En el año entrante se celebra el 50º aniversario del inicio, en la
Iglesia católica, de la Renovación Carismática. Es uno de los muchos
signos -el más evidente por la vastedad del fenómeno- del despertar del
Espíritu y de los carismas en la Iglesia. El Concilio había allanado el
camino a su acogida, hablando, en la Lumen gentium, de la
dimensión carismática de la Iglesia, junto a esa institucional y
jerárquica, e insistiendo en la importancia de los carismas[1]. En la homilía de la misa crismal del Jueves Santo de 2012, Benedicto XVI afirmó:
“Mirando a la historia de la época post-conciliar, se puede reconocer
la dinámica de la verdadera renovación, que frecuentemente ha adquirido
formas inesperadas en movimientos llenos de vida y que hacen casi
tangible la inagotable vivacidad de la Iglesia, la presencia y la acción
eficaz del Espíritu Santo”.
Contemporáneamente, la renovada experiencia del Espíritu Santo ha estimulado la reflexión teológica[2]. Después del concilio se han multiplicado los tratados sobre el Espíritu Santo: entre los católicos, el del mismo Congar[3], de K. Rahner[4], de H.Mühlen[5] y de von Balthasar[6]; entre los luteranos el de J. Moltmann[7] y de M. Welker[8], y de muchos otros. Por parte del magisterio ha estado la encíclica de san Juan Pablo II “Dominum et vivificantem”.

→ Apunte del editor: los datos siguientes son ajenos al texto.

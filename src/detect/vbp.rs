use serde_json::json;

use crate::dataset::{Ccn, Table};
use crate::detect::event::{Event, EventKind, Severity};
use crate::detect::latest::select_latest_by_number;
use crate::detect::rules::meets_threshold;
use crate::detect::DiffContext;

const MULTIPLIER: &str = "incentive_payment_multiplier";
const MIN_MULTIPLIER_DELTA: f64 = 0.005;

pub fn diff_snf_vbp(
    previous: &Table,
    current: &Table,
    ccn: &Ccn,
    _ctx: &DiffContext,
) -> Vec<Event> {
    let current_rows = current.for_ccn(ccn);
    let Some(curr) = select_latest_by_number(&current_rows, "fiscal_year") else {
        return Vec::new();
    };
    let Some(new) = curr.number(MULTIPLIER) else {
        return Vec::new();
    };
    let previous_rows = previous.for_ccn(ccn);
    let old = select_latest_by_number(&previous_rows, "fiscal_year")
        .and_then(|row| row.number(MULTIPLIER));

    if let Some(old) = old {
        if !meets_threshold((new - old).abs(), MIN_MULTIPLIER_DELTA) {
            return Vec::new();
        }
    }
    let severity = match old {
        Some(old) if new < old => Severity::Warn,
        _ => Severity::Info,
    };
    let old_label = old
        .map(|v| format!("{v:.3}"))
        .unwrap_or_else(|| "n/a".to_string());
    vec![Event::new(
        EventKind::Vbp,
        severity,
        format!("SNF VBP incentive multiplier: {old_label} → {new:.3}"),
        json!({ "from": old, "to": new, "fiscal_year": curr.number("fiscal_year") }),
    )]
}

#[cfg(test)]
mod tests {
    use chrono::NaiveDate;

    use super::*;
    use crate::dataset::Record;

    fn ccn() -> Ccn {
        "012345".parse().expect("valid ccn")
    }

    fn ctx() -> DiffContext {
        DiffContext::new(NaiveDate::from_ymd_opt(2024, 6, 1).expect("date"))
    }

    fn vbp(year: f64, multiplier: f64) -> Record {
        Record::new(ccn())
            .with_number("fiscal_year", year)
            .with_number(MULTIPLIER, multiplier)
    }

    #[test]
    fn decrease_is_warn_increase_is_info() {
        let down = diff_snf_vbp(
            &Table::new(vec![vbp(2024.0, 1.012)]),
            &Table::new(vec![vbp(2025.0, 0.990)]),
            &ccn(),
            &ctx(),
        );
        assert_eq!(down.len(), 1);
        assert_eq!(down[0].severity, Severity::Warn);
        assert_eq!(down[0].message, "SNF VBP incentive multiplier: 1.012 → 0.990");

        let up = diff_snf_vbp(
            &Table::new(vec![vbp(2024.0, 0.990)]),
            &Table::new(vec![vbp(2025.0, 1.000)]),
            &ccn(),
            &ctx(),
        );
        assert_eq!(up[0].severity, Severity::Info);
    }

    #[test]
    fn threshold_boundary() {
        let at = diff_snf_vbp(
            &Table::new(vec![vbp(2024.0, 1.000)]),
            &Table::new(vec![vbp(2025.0, 1.005)]),
            &ccn(),
            &ctx(),
        );
        assert_eq!(at.len(), 1);
        let below = diff_snf_vbp(
            &Table::new(vec![vbp(2024.0, 1.000)]),
            &Table::new(vec![vbp(2025.0, 1.004)]),
            &ccn(),
            &ctx(),
        );
        assert!(below.is_empty());
    }

    #[test]
    fn uses_latest_fiscal_year_on_each_side() {
        let previous = Table::new(vec![vbp(2024.0, 1.01), vbp(2023.0, 0.95)]);
        let current = Table::new(vec![vbp(2023.0, 0.95), vbp(2024.0, 1.01)]);
        assert!(diff_snf_vbp(&previous, &current, &ccn(), &ctx()).is_empty());
    }

    #[test]
    fn newly_present_multiplier_is_info() {
        let events = diff_snf_vbp(
            &Table::default(),
            &Table::new(vec![vbp(2025.0, 1.02)]),
            &ccn(),
            &ctx(),
        );
        assert_eq!(events.len(), 1);
        assert_eq!(events[0].severity, Severity::Info);
        assert!(events[0].message.starts_with("SNF VBP incentive multiplier: n/a"));
    }
}
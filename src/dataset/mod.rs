pub mod normalize;
pub mod schema;

pub use schema::{
    Ccn, CcnParseError, Dataset, DatasetParseError, FieldValue, Record, Snapshot, Table,
};
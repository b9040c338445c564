pub mod alert;
pub mod config;
pub mod dataset;
pub mod detect;
pub mod history;
pub mod output;
pub mod report;
pub mod snapshot;
pub mod source;
pub mod watch;
pub mod watchlist;
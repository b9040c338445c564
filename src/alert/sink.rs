use std::time::Duration;

use anyhow::{bail, Context, Result};
use async_trait::async_trait;
use lettre::message::header::ContentType;
use lettre::message::Mailbox;
use lettre::transport::smtp::authentication::Credentials;
use lettre::{AsyncSmtpTransport, AsyncTransport, Message, Tokio1Executor};
use reqwest::Client;

use crate::alert::engine::AlertEvent;
use crate::config::{AlertsConfig, EmailConfig};

const WEBHOOK_TIMEOUT_SECS: u64 = 30;

#[async_trait]
pub trait AlertSink: Send + Sync {
    fn name(&self) -> &'static str;
    async fn send(&self, event: &AlertEvent) -> Result<()>;
}

pub struct StdoutSink;

#[async_trait]
impl AlertSink for StdoutSink {
    fn name(&self) -> &'static str {
        "stdout"
    }

    async fn send(&self, event: &AlertEvent) -> Result<()> {
        println!("[ALERT {}] {}\n{}", event.severity.as_str().to_uppercase(), event.title, event.body);
        Ok(())
    }
}

pub struct WebhookSink {
    client: Client,
    url: String,
}

impl WebhookSink {
    pub fn new(url: impl Into<String>) -> Result<Self> {
        let client = Client::builder()
            .user_agent(concat!("cms-watch/", env!("CARGO_PKG_VERSION")))
            .timeout(Duration::from_secs(WEBHOOK_TIMEOUT_SECS))
            .build()
            .context("failed to build webhook HTTP client")?;
        Ok(Self {
            client,
            url: url.into(),
        })
    }

    pub fn is_discord(&self) -> bool {
        self.url.contains("discord.com/api/webhooks")
            || self.url.contains("discordapp.com/api/webhooks")
    }
}

/// Discord rejects `content` longer than 2000 characters.
fn discord_content(event: &AlertEvent) -> String {
    const DISCORD_LIMIT: usize = 2000;
    let content = format!(
        "[{}] {}\n{}",
        event.severity.as_str().to_uppercase(),
        event.title,
        event.body
    );
    if content.chars().count() <= DISCORD_LIMIT {
        return content;
    }
    let mut truncated: String = content.chars().take(DISCORD_LIMIT - 1).collect();
    truncated.push('…');
    truncated
}

#[async_trait]
impl AlertSink for WebhookSink {
    fn name(&self) -> &'static str {
        "webhook"
    }

    async fn send(&self, event: &AlertEvent) -> Result<()> {
        let req = if self.is_discord() {
            self.client
                .post(&self.url)
                .json(&serde_json::json!({ "content": discord_content(event) }))
        } else {
            self.client.post(&self.url).json(event)
        };

        req.send().await?.error_for_status()?;
        Ok(())
    }
}

pub struct EmailSink {
    transport: AsyncSmtpTransport<Tokio1Executor>,
    from: Mailbox,
    to: Vec<Mailbox>,
}

impl EmailSink {
    /// STARTTLS relay; the connection is only opened on send.
    pub fn new(config: &EmailConfig) -> Result<Self> {
        let host = config.smtp_host.trim();
        if host.is_empty() {
            bail!("email alerts enabled but alerts.email.smtp_host is empty");
        }
        if config.to.is_empty() {
            bail!("email alerts enabled but alerts.email.to lists no recipients");
        }
        let from: Mailbox = config
            .from
            .trim()
            .parse()
            .with_context(|| format!("invalid sender address: {:?}", config.from))?;
        let to = config
            .to
            .iter()
            .map(|addr| {
                addr.trim()
                    .parse::<Mailbox>()
                    .with_context(|| format!("invalid recipient address: {addr:?}"))
            })
            .collect::<Result<Vec<_>>>()?;

        let mut builder = AsyncSmtpTransport::<Tokio1Executor>::starttls_relay(host)
            .with_context(|| format!("failed configuring SMTP relay {host}"))?
            .port(config.smtp_port);
        if !config.smtp_user.is_empty() {
            builder = builder.credentials(Credentials::new(
                config.smtp_user.clone(),
                config.smtp_password.clone(),
            ));
        }
        Ok(Self {
            transport: builder.build(),
            from,
            to,
        })
    }

    pub fn message(&self, event: &AlertEvent) -> Result<Message> {
        let mut builder = Message::builder()
            .from(self.from.clone())
            .subject(format!("CMS Alert: {}", event.title))
            .header(ContentType::TEXT_PLAIN);
        for to in &self.to {
            builder = builder.to(to.clone());
        }
        let body = format!(
            "CMS changes detected ({}):\n\n{}\n",
            event.severity.as_str().to_uppercase(),
            event.body
        );
        Ok(builder.body(body)?)
    }
}

#[async_trait]
impl AlertSink for EmailSink {
    fn name(&self) -> &'static str {
        "email"
    }

    async fn send(&self, event: &AlertEvent) -> Result<()> {
        self.transport
            .send(self.message(event)?)
            .await
            .context("SMTP delivery failed")?;
        Ok(())
    }
}

pub fn sinks_from_config(config: &AlertsConfig) -> Result<Vec<Box<dyn AlertSink>>> {
    let mut sinks: Vec<Box<dyn AlertSink>> = Vec::new();
    if config.enable_stdout {
        sinks.push(Box::new(StdoutSink));
    }
    let url = config.webhook_url.trim();
    if !url.is_empty() {
        sinks.push(Box::new(WebhookSink::new(url)?));
    }
    if config.email.enabled {
        sinks.push(Box::new(EmailSink::new(&config.email)?));
    }
    Ok(sinks)
}
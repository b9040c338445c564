use std::fs;
use std::path::{Path, PathBuf};

use anyhow::{Context, Result};
use serde::{Deserialize, Serialize};

use crate::dataset::{Ccn, Record, Table};
use crate::detect::latest::select_latest;
use crate::detect::provider::DATE_COLUMNS;
use crate::detect::{Event, Severity};

#[derive(Debug, Clone, Serialize, Deserialize, PartialEq)]
pub struct FacilityHeader {
    pub ccn: Ccn,
    pub provider_name: Option<String>,
    pub city: Option<String>,
    pub state: Option<String>,
}

impl FacilityHeader {
    pub fn bare(ccn: Ccn) -> Self {
        Self {
            ccn,
            provider_name: None,
            city: None,
            state: None,
        }
    }

    pub fn from_provider_info(ccn: &Ccn, provider_info: &Table) -> Self {
        let rows = provider_info.for_ccn(ccn);
        match select_latest(&rows, &DATE_COLUMNS) {
            Some(row) => Self::from_record(ccn, row),
            None => Self::bare(ccn.clone()),
        }
    }

    pub fn from_record(ccn: &Ccn, row: &Record) -> Self {
        Self {
            ccn: ccn.clone(),
            provider_name: row.text("provider_name"),
            city: row.text("city").or_else(|| row.text("provider_city")),
            state: row.text("state").or_else(|| row.text("provider_state")),
        }
    }

    pub fn display_name(&self) -> &str {
        self.provider_name.as_deref().unwrap_or("Facility")
    }
}

#[derive(Debug, Clone, Serialize, Deserialize, PartialEq)]
pub struct FacilityReport {
    pub header: FacilityHeader,
    pub events: Vec<Event>,
}

impl FacilityReport {
    pub fn has_events(&self) -> bool {
        !self.events.is_empty()
    }

    pub fn count_at_least(&self, threshold: Severity) -> usize {
        self.events
            .iter()
            .filter(|event| event.severity.at_least(threshold))
            .count()
    }
}

pub fn report_path(out_dir: &Path, ccn: &Ccn) -> PathBuf {
    out_dir.join(format!("{}.json", ccn.as_str()))
}

pub fn write_report(out_dir: &Path, report: &FacilityReport) -> Result<PathBuf> {
    fs::create_dir_all(out_dir)
        .with_context(|| format!("failed creating output dir: {}", out_dir.display()))?;
    let path = report_path(out_dir, &report.header.ccn);
    let body = serde_json::to_string_pretty(report)?;
    fs::write(&path, body).with_context(|| format!("failed writing {}", path.display()))?;
    Ok(path)
}
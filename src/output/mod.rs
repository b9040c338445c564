pub mod csv;
pub mod json;
pub mod table;
pub mod text;
pub const BASE_MIGRATION: &str = r#"
CREATE TABLE IF NOT EXISTS snapshot_tables (
    snapshot_date TEXT NOT NULL,
    dataset TEXT NOT NULL,
    row_count INTEGER NOT NULL,
    digest TEXT NOT NULL,
    table_json TEXT NOT NULL,
    written_at TEXT NOT NULL,
    PRIMARY KEY (snapshot_date, dataset)
);
CREATE INDEX IF NOT EXISTS idx_snapshot_tables_date
    ON snapshot_tables(snapshot_date DESC);
"#;
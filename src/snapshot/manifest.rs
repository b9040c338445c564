use std::collections::BTreeMap;

use anyhow::{Context, Result};
use chrono::{DateTime, NaiveDate, Utc};
use serde::{Deserialize, Serialize};
use sha2::{Digest, Sha256};

use crate::dataset::{Snapshot, Table};

pub const MANIFEST_SCHEMA_VERSION: u32 = 1;
pub const MANIFEST_FILE: &str = "manifest.json";

#[derive(Debug, Clone, Serialize, Deserialize, PartialEq)]
pub struct SnapshotManifest {
    pub schema_version: u32,
    pub snapshot_date: NaiveDate,
    pub created_at: DateTime<Utc>,
    /// Keyed by dataset slug.
    pub tables: BTreeMap<String, TableEntry>,
}

#[derive(Debug, Clone, Serialize, Deserialize, PartialEq)]
pub struct TableEntry {
    pub rows: usize,
    pub digest: String,
}

#[derive(Debug, Clone)]
pub struct EncodedTable {
    pub body: String,
    pub entry: TableEntry,
}

pub fn sha256_hex(text: &str) -> String {
    let mut hasher = Sha256::new();
    hasher.update(text.as_bytes());
    format!("{:x}", hasher.finalize())
}

pub fn encode_table(table: &Table) -> Result<EncodedTable> {
    let body = serde_json::to_string_pretty(table).context("failed encoding table")?;
    let entry = TableEntry {
        rows: table.len(),
        digest: sha256_hex(&body),
    };
    Ok(EncodedTable { body, entry })
}

/// Decodes a stored table, rejecting it when `expected_digest` does not match.
pub fn decode_table(body: &str, expected_digest: Option<&str>) -> Result<Table> {
    if let Some(expected) = expected_digest {
        let actual = sha256_hex(body);
        if actual != expected {
            anyhow::bail!("digest mismatch: expected {expected}, found {actual}");
        }
    }
    serde_json::from_str(body).context("failed decoding table")
}

pub fn encode_snapshot(snapshot: &Snapshot) -> Result<(SnapshotManifest, Vec<(String, EncodedTable)>)> {
    let mut tables = BTreeMap::new();
    let mut encoded = Vec::new();
    for (dataset, table) in snapshot.tables() {
        let enc = encode_table(table)
            .with_context(|| format!("failed encoding {} table", dataset.as_slug()))?;
        tables.insert(dataset.as_slug().to_string(), enc.entry.clone());
        encoded.push((dataset.as_slug().to_string(), enc));
    }
    let manifest = SnapshotManifest {
        schema_version: MANIFEST_SCHEMA_VERSION,
        snapshot_date: snapshot.date,
        created_at: Utc::now(),
        tables,
    };
    Ok((manifest, encoded))
}

#[cfg(test)]
mod tests {
    use super::*;
    use crate::dataset::{Dataset, Record};

    #[test]
    fn empty_table_encodes_to_empty_array() {
        let enc = encode_table(&Table::default()).expect("encode");
        assert_eq!(enc.body, "[]");
        assert_eq!(enc.entry.rows, 0);
        let back = decode_table(&enc.body, Some(&enc.entry.digest)).expect("decode");
        assert!(back.is_empty());
    }

    #[test]
    fn tampered_body_is_rejected() {
        let ccn = "012345".parse().expect("valid ccn");
        let table = Table::new(vec![Record::new(ccn).with_number("overall_rating", 4.0)]);
        let enc = encode_table(&table).expect("encode");
        let tampered = enc.body.replace("4.0", "5.0");
        assert!(decode_table(&tampered, Some(&enc.entry.digest)).is_err());
        assert!(decode_table(&tampered, None).is_ok());
    }

    #[test]
    fn manifest_lists_every_dataset() {
        let date = NaiveDate::from_ymd_opt(2024, 6, 1).expect("date");
        let (manifest, encoded) = encode_snapshot(&Snapshot::new(date)).expect("encode");
        assert_eq!(manifest.tables.len(), Dataset::ALL.len());
        assert_eq!(encoded[0].0, "penalties");
    }
}
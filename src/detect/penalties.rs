use std::collections::BTreeSet;

use serde_json::json;

use crate::dataset::{Ccn, Table};
use crate::detect::event::{Event, EventKind, Severity};
use crate::detect::rules::format_dollars;
use crate::detect::DiffContext;

const KEY_COLUMNS: [&str; 4] = [
    "imposed_date",
    "civil_money_penalty_amount",
    "dpna_start_date",
    "dpna_end_date",
];

pub fn diff_penalties(
    previous: &Table,
    current: &Table,
    ccn: &Ccn,
    ctx: &DiffContext,
) -> Vec<Event> {
    let current_rows = current.for_ccn(ccn);
    if current_rows.is_empty() {
        return Vec::new();
    }
    let previous_keys: BTreeSet<String> = previous
        .for_ccn(ccn)
        .iter()
        .map(|row| row.natural_key(&KEY_COLUMNS))
        .collect();

    let mut events = Vec::new();
    for row in current_rows {
        if previous_keys.contains(&row.natural_key(&KEY_COLUMNS)) {
            continue;
        }
        let imposed = row.date("imposed_date");

        if let Some(amount) = row
            .number("civil_money_penalty_amount")
            .filter(|amount| *amount > 0.0)
        {
            let imposed_label = imposed
                .map(|d| d.to_string())
                .unwrap_or_else(|| "date unknown".to_string());
            events.push(Event::new(
                EventKind::Penalty,
                Severity::High,
                format!(
                    "New CMP imposed: ${} (imposed {imposed_label})",
                    format_dollars(amount)
                ),
                json!({ "amount": amount, "imposed_date": imposed }),
            ));
        }

        if let Some(start) = row.date("dpna_start_date") {
            let end = row.date("dpna_end_date");
            let active = end.map(|end| end > ctx.as_of).unwrap_or(true);
            if active {
                let end_label = end
                    .map(|d| d.to_string())
                    .unwrap_or_else(|| "ongoing".to_string());
                events.push(Event::new(
                    EventKind::Penalty,
                    Severity::High,
                    format!("DPNA active or newly started ({start} → {end_label})"),
                    json!({ "dpna_start": start, "dpna_end": end }),
                ));
            }
        }
    }
    events
}
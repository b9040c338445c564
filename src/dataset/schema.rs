use std::collections::{BTreeMap, BTreeSet};
use std::fmt::{Display, Formatter};
use std::str::FromStr;

use chrono::NaiveDate;
use serde::{Deserialize, Serialize};
use thiserror::Error;

use crate::dataset::normalize::{parse_date, parse_number};

pub const CCN_WIDTH: usize = 6;

/// CMS certification number, normalized to six zero-padded characters.
#[derive(Debug, Clone, PartialEq, Eq, Hash, PartialOrd, Ord, Serialize, Deserialize)]
#[serde(try_from = "String", into = "String")]
pub struct Ccn(String);

#[derive(Debug, Error, PartialEq, Eq)]
pub enum CcnParseError {
    #[error("empty CCN")]
    Empty,
    #[error("CCN {0:?} is longer than 6 characters")]
    TooLong(String),
    #[error("CCN {0:?} contains non-alphanumeric characters")]
    InvalidCharacter(String),
}

impl Ccn {
    pub fn as_str(&self) -> &str {
        &self.0
    }
}

impl FromStr for Ccn {
    type Err = CcnParseError;

    fn from_str(s: &str) -> Result<Self, Self::Err> {
        let trimmed = s.trim();
        if trimmed.is_empty() {
            return Err(CcnParseError::Empty);
        }
        if !trimmed.chars().all(|c| c.is_ascii_alphanumeric()) {
            return Err(CcnParseError::InvalidCharacter(trimmed.to_string()));
        }
        if trimmed.len() > CCN_WIDTH {
            return Err(CcnParseError::TooLong(trimmed.to_string()));
        }
        Ok(Self(format!(
            "{:0>width$}",
            trimmed.to_ascii_uppercase(),
            width = CCN_WIDTH
        )))
    }
}

impl TryFrom<String> for Ccn {
    type Error = CcnParseError;

    fn try_from(value: String) -> Result<Self, Self::Error> {
        value.parse()
    }
}

impl From<Ccn> for String {
    fn from(value: Ccn) -> Self {
        value.0
    }
}

impl Display for Ccn {
    fn fmt(&self, f: &mut Formatter<'_>) -> std::fmt::Result {
        f.write_str(&self.0)
    }
}

#[derive(Debug, Clone, Copy, Serialize, Deserialize, PartialEq, Eq, Hash, PartialOrd, Ord)]
#[serde(rename_all = "snake_case")]
pub enum Dataset {
    Penalties,
    Deficiencies,
    ProviderInfo,
    SnfQrp,
    SnfVbp,
}

impl Dataset {
    pub const ALL: [Dataset; 5] = [
        Dataset::Penalties,
        Dataset::Deficiencies,
        Dataset::ProviderInfo,
        Dataset::SnfQrp,
        Dataset::SnfVbp,
    ];

    pub fn as_slug(&self) -> &'static str {
        match self {
            Self::Penalties => "penalties",
            Self::Deficiencies => "deficiencies",
            Self::ProviderInfo => "provider_info",
            Self::SnfQrp => "snf_qrp",
            Self::SnfVbp => "snf_vbp",
        }
    }

    /// Whether the upstream query is bounded by the look-back window.
    pub fn uses_lookback(&self) -> bool {
        matches!(self, Self::Penalties | Self::Deficiencies)
    }
}

impl Display for Dataset {
    fn fmt(&self, f: &mut Formatter<'_>) -> std::fmt::Result {
        let display = match self {
            Self::Penalties => "Penalties",
            Self::Deficiencies => "Health Deficiencies",
            Self::ProviderInfo => "Provider Info",
            Self::SnfQrp => "SNF QRP",
            Self::SnfVbp => "SNF VBP",
        };
        write!(f, "{display}")
    }
}

#[derive(Debug, Error)]
#[error("unknown dataset: {0}")]
pub struct DatasetParseError(pub String);

impl FromStr for Dataset {
    type Err = DatasetParseError;

    fn from_str(s: &str) -> Result<Self, Self::Err> {
        let normalized = s.trim().to_ascii_lowercase().replace('-', "_");
        match normalized.as_str() {
            "penalties" => Ok(Self::Penalties),
            "deficiencies" | "health_deficiencies" => Ok(Self::Deficiencies),
            "provider_info" | "provider" => Ok(Self::ProviderInfo),
            "snf_qrp" | "qrp" => Ok(Self::SnfQrp),
            "snf_vbp" | "vbp" => Ok(Self::SnfVbp),
            _ => Err(DatasetParseError(s.to_string())),
        }
    }
}

#[derive(Debug, Clone, Serialize, Deserialize, PartialEq)]
#[serde(rename_all = "snake_case")]
pub enum FieldValue {
    Number(f64),
    Date(NaiveDate),
    Text(String),
}

impl FieldValue {
    pub fn as_number(&self) -> Option<f64> {
        match self {
            Self::Number(v) if v.is_finite() => Some(*v),
            Self::Number(_) | Self::Date(_) => None,
            Self::Text(raw) => parse_number(raw),
        }
    }

    pub fn as_date(&self) -> Option<NaiveDate> {
        match self {
            Self::Date(d) => Some(*d),
            Self::Number(_) => None,
            Self::Text(raw) => parse_date(raw),
        }
    }

    /// Stable rendering used when building natural keys.
    pub fn key_repr(&self) -> String {
        match self {
            Self::Number(v) => format!("{v}"),
            Self::Date(d) => d.format("%Y-%m-%d").to_string(),
            Self::Text(s) => s.trim().to_string(),
        }
    }
}

impl Display for FieldValue {
    fn fmt(&self, f: &mut Formatter<'_>) -> std::fmt::Result {
        f.write_str(&self.key_repr())
    }
}

#[derive(Debug, Clone, Serialize, Deserialize, PartialEq)]
pub struct Record {
    pub ccn: Ccn,
    #[serde(default)]
    pub fields: BTreeMap<String, FieldValue>,
}

impl Record {
    pub fn new(ccn: Ccn) -> Self {
        Self {
            ccn,
            fields: BTreeMap::new(),
        }
    }

    pub fn with(mut self, name: impl Into<String>, value: FieldValue) -> Self {
        self.fields.insert(name.into(), value);
        self
    }

    pub fn with_number(self, name: impl Into<String>, value: f64) -> Self {
        self.with(name, FieldValue::Number(value))
    }

    pub fn with_date(self, name: impl Into<String>, value: NaiveDate) -> Self {
        self.with(name, FieldValue::Date(value))
    }

    pub fn with_text(self, name: impl Into<String>, value: impl Into<String>) -> Self {
        self.with(name, FieldValue::Text(value.into()))
    }

    pub fn get(&self, name: &str) -> Option<&FieldValue> {
        self.fields.get(name)
    }

    pub fn has(&self, name: &str) -> bool {
        self.fields.contains_key(name)
    }

    pub fn number(&self, name: &str) -> Option<f64> {
        self.get(name).and_then(FieldValue::as_number)
    }

    pub fn date(&self, name: &str) -> Option<NaiveDate> {
        self.get(name).and_then(FieldValue::as_date)
    }

    pub fn text(&self, name: &str) -> Option<String> {
        let value = self.get(name)?.key_repr();
        if value.is_empty() {
            None
        } else {
            Some(value)
        }
    }

    /// Joins the given columns into a `|`-separated key; NA renders empty.
    pub fn natural_key(&self, columns: &[&str]) -> String {
        columns
            .iter()
            .map(|col| self.get(col).map(FieldValue::key_repr).unwrap_or_default())
            .collect::<Vec<_>>()
            .join("|")
    }
}

#[derive(Debug, Clone, Default, Serialize, Deserialize, PartialEq)]
#[serde(transparent)]
pub struct Table {
    pub rows: Vec<Record>,
}

impl Table {
    pub fn new(rows: Vec<Record>) -> Self {
        Self { rows }
    }

    pub fn is_empty(&self) -> bool {
        self.rows.is_empty()
    }

    pub fn len(&self) -> usize {
        self.rows.len()
    }

    pub fn for_ccn<'a>(&'a self, ccn: &Ccn) -> Vec<&'a Record> {
        self.rows.iter().filter(|row| &row.ccn == ccn).collect()
    }

    pub fn ccns(&self) -> BTreeSet<Ccn> {
        self.rows.iter().map(|row| row.ccn.clone()).collect()
    }
}

static EMPTY_TABLE: Table = Table { rows: Vec::new() };

#[derive(Debug, Clone)]
pub struct Snapshot {
    pub date: NaiveDate,
    tables: BTreeMap<Dataset, Table>,
}

impl Snapshot {
    pub fn new(date: NaiveDate) -> Self {
        Self {
            date,
            tables: BTreeMap::new(),
        }
    }

    pub fn with_table(mut self, dataset: Dataset, table: Table) -> Self {
        self.tables.insert(dataset, table);
        self
    }

    pub fn insert(&mut self, dataset: Dataset, table: Table) {
        self.tables.insert(dataset, table);
    }

    /// Missing datasets read as an empty table.
    pub fn table(&self, dataset: Dataset) -> &Table {
        self.tables.get(&dataset).unwrap_or(&EMPTY_TABLE)
    }

    /// Every dataset in processing order, empty ones included.
    pub fn tables(&self) -> impl Iterator<Item = (Dataset, &Table)> + '_ {
        Dataset::ALL.into_iter().map(|ds| (ds, self.table(ds)))
    }

    pub fn row_count(&self) -> usize {
        self.tables.values().map(Table::len).sum()
    }
}

// An absent table and an empty one are the same snapshot.
impl PartialEq for Snapshot {
    fn eq(&self, other: &Self) -> bool {
        self.date == other.date && self.tables().eq(other.tables())
    }
}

Con ocasión del XVI centenario del concilio de Constantinopla del 381,
el mismo Sumo Pontífice promovió un congreso internacional de
Pneumatología en el Vaticano, cuyos actos fueron publicados por la Librería Editrice Vaticana, en dos grandes volúmenes titulados “Credo in Spiritum Sanctum” [9].
En los últimos años estamos asistiendo a un paso decidido hacia
delante en esta dirección. Hacia el final de su carrera, Karl Barth hizo
una afirmación provocadora que era, en parte, también una autocrítica.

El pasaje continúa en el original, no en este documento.